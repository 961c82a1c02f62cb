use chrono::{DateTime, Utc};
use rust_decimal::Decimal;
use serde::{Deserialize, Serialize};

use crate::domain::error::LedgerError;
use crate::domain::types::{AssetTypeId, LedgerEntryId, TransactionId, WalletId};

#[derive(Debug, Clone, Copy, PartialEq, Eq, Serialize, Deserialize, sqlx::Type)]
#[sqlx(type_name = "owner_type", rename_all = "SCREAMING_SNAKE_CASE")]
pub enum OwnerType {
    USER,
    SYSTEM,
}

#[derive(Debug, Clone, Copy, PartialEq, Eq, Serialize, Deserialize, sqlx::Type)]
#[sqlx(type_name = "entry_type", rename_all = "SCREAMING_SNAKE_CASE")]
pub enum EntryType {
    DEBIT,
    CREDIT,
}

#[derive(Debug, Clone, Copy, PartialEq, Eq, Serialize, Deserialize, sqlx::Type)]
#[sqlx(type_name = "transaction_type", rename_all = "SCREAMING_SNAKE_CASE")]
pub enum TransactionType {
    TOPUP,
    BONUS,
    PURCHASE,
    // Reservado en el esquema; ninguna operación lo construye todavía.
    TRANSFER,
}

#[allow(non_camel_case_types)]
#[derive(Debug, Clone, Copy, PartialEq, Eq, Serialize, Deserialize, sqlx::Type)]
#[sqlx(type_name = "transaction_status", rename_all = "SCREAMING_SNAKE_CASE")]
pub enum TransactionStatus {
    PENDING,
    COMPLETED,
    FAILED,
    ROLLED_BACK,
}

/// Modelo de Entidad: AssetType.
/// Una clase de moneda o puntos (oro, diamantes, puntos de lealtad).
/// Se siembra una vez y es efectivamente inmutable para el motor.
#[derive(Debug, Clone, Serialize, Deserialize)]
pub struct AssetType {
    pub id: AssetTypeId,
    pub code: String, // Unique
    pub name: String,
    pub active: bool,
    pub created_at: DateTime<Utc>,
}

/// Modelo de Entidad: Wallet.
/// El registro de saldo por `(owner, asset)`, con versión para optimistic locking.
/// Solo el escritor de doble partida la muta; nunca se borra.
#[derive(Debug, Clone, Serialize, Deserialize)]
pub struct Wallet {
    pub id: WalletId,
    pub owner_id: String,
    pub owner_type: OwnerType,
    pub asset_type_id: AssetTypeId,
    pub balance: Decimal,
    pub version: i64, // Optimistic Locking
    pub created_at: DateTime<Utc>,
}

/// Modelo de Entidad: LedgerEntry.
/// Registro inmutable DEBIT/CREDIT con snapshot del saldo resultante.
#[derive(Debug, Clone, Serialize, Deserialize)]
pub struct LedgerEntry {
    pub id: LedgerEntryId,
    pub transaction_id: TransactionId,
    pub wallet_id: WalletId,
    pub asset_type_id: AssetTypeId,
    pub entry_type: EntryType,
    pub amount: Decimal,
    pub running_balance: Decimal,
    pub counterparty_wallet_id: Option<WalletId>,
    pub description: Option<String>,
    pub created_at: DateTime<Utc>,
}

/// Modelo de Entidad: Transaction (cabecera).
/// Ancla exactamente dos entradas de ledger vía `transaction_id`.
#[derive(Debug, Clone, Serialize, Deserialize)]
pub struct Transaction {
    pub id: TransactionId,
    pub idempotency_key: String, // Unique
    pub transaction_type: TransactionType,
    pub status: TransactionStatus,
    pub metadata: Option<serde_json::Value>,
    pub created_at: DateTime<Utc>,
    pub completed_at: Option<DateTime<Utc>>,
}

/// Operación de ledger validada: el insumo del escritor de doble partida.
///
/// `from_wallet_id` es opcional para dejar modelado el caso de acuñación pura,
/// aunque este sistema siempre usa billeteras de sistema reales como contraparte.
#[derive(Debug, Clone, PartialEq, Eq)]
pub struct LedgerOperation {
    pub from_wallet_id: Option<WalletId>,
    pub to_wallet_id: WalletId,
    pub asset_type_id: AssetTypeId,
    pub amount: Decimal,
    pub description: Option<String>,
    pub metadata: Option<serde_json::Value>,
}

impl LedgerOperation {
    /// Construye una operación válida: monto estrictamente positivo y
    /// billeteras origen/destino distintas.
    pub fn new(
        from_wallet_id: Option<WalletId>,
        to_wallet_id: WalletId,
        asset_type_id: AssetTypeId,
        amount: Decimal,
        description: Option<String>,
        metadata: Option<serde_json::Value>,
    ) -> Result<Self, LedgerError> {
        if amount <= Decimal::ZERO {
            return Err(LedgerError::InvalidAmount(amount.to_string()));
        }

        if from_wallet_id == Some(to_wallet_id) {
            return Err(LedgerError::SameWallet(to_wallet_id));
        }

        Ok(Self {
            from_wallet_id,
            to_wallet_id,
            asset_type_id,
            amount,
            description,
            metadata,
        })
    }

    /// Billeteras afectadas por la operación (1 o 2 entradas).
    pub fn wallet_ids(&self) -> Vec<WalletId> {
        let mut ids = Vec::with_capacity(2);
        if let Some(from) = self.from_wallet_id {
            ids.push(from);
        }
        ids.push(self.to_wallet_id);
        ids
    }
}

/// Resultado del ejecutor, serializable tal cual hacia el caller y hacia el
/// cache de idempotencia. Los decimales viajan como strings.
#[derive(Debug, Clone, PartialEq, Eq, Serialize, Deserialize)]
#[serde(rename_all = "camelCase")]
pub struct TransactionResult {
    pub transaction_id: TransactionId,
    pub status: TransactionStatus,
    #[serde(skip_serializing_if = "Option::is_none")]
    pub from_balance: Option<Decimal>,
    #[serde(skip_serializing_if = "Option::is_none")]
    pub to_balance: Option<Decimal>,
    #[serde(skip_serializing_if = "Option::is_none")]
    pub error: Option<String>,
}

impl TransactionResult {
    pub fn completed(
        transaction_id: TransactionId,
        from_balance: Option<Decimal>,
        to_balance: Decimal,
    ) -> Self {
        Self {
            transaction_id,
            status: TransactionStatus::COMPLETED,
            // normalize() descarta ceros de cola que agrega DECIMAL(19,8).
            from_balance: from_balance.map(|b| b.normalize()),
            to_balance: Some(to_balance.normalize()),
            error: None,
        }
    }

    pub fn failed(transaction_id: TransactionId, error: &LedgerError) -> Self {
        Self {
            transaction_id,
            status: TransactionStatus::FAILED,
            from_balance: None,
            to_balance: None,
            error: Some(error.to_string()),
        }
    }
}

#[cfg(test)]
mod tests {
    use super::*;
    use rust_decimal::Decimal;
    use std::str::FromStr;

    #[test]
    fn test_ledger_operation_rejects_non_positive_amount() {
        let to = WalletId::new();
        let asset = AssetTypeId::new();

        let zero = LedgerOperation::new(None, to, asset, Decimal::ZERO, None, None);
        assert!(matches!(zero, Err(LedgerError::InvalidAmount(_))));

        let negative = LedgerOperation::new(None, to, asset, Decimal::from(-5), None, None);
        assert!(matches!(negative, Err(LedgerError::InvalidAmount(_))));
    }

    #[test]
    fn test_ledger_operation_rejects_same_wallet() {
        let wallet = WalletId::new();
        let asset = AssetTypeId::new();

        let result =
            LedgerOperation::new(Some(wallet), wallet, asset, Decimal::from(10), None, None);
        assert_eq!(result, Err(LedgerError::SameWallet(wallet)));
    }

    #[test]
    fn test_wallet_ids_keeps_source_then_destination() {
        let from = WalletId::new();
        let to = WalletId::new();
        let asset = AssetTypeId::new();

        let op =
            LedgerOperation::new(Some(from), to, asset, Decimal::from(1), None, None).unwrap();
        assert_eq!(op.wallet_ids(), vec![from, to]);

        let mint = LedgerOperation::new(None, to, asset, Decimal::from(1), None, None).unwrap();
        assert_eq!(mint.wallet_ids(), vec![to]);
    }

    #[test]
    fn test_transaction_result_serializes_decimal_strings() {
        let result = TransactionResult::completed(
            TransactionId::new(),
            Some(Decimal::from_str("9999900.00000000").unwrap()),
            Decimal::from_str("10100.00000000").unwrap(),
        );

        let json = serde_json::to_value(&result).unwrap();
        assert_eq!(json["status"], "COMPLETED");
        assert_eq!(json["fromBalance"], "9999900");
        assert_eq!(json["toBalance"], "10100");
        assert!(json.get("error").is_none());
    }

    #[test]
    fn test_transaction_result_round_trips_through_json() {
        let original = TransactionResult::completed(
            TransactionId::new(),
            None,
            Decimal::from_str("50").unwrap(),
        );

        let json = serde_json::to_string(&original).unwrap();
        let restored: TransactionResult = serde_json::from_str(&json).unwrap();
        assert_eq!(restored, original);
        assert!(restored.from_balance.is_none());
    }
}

Problem details: Check the lines above for the word "inmutable" and give the number of lines where it appears, with no other text.

Output for this task: 2